● Listed records
- Opening Delimiter -

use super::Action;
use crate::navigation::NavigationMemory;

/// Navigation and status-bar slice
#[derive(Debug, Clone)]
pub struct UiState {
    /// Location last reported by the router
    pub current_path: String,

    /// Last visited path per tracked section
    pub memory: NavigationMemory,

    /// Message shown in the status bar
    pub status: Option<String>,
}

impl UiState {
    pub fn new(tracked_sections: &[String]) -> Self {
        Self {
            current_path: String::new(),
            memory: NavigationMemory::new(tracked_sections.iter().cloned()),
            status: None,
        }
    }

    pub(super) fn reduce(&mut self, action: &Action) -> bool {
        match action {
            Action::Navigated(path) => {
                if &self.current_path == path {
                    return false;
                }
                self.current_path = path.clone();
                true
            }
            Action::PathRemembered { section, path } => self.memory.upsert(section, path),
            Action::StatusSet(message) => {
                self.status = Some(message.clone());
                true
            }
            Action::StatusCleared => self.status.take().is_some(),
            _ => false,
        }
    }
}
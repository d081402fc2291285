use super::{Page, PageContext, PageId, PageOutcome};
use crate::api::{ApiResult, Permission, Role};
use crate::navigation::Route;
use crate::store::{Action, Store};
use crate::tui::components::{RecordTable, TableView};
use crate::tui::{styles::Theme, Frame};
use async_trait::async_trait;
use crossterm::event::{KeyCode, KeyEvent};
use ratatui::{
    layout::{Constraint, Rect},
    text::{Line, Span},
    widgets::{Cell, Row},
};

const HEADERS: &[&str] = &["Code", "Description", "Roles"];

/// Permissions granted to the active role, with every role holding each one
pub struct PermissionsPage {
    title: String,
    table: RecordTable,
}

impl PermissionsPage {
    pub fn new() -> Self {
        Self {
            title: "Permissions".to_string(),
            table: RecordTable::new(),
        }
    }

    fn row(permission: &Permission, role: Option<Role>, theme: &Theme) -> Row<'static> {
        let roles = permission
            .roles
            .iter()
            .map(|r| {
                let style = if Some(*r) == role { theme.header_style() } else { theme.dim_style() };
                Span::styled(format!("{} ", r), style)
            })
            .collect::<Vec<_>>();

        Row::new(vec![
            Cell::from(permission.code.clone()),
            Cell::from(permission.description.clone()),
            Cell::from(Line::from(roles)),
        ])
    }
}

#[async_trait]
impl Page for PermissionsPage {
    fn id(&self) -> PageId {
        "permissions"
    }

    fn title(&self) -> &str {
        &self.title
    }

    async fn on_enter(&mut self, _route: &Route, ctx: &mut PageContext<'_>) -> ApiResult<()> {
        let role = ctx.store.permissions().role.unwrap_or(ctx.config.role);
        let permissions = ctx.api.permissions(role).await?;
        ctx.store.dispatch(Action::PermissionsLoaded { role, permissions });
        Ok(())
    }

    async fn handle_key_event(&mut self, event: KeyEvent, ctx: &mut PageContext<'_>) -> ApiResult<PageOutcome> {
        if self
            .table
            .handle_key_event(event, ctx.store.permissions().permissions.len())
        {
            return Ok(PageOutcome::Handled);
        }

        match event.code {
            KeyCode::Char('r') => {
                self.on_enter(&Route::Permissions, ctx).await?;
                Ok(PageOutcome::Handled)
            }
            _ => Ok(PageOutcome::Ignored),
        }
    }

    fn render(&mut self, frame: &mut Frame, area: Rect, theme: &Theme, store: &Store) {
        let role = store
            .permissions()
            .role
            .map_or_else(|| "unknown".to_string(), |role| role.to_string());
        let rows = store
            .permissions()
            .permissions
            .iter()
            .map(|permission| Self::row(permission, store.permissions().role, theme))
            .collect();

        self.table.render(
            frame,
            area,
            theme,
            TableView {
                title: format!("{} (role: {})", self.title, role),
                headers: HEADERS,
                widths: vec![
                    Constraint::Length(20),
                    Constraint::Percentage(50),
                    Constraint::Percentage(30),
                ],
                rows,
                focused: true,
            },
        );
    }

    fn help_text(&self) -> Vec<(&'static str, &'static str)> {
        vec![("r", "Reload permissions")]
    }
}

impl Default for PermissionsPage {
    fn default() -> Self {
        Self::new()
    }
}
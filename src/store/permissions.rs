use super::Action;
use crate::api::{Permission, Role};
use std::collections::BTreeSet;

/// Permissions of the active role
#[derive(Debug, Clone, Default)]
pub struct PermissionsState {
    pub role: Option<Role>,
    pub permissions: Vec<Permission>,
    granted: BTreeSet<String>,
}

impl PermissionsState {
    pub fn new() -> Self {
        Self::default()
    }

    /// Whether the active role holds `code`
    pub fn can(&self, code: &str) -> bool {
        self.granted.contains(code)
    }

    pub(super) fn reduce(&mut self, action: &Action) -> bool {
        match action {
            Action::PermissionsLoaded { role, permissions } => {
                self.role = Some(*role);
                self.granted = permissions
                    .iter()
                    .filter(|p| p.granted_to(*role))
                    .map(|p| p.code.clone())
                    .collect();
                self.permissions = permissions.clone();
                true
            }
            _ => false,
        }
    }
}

- Closing Delimiter -

● Exercise aim
Copy out every line in the listing where the word "KeyCode" appears.

● Solution to this problem
use crossterm::event::{KeyCode, KeyEvent};
            KeyCode::Char('r') => {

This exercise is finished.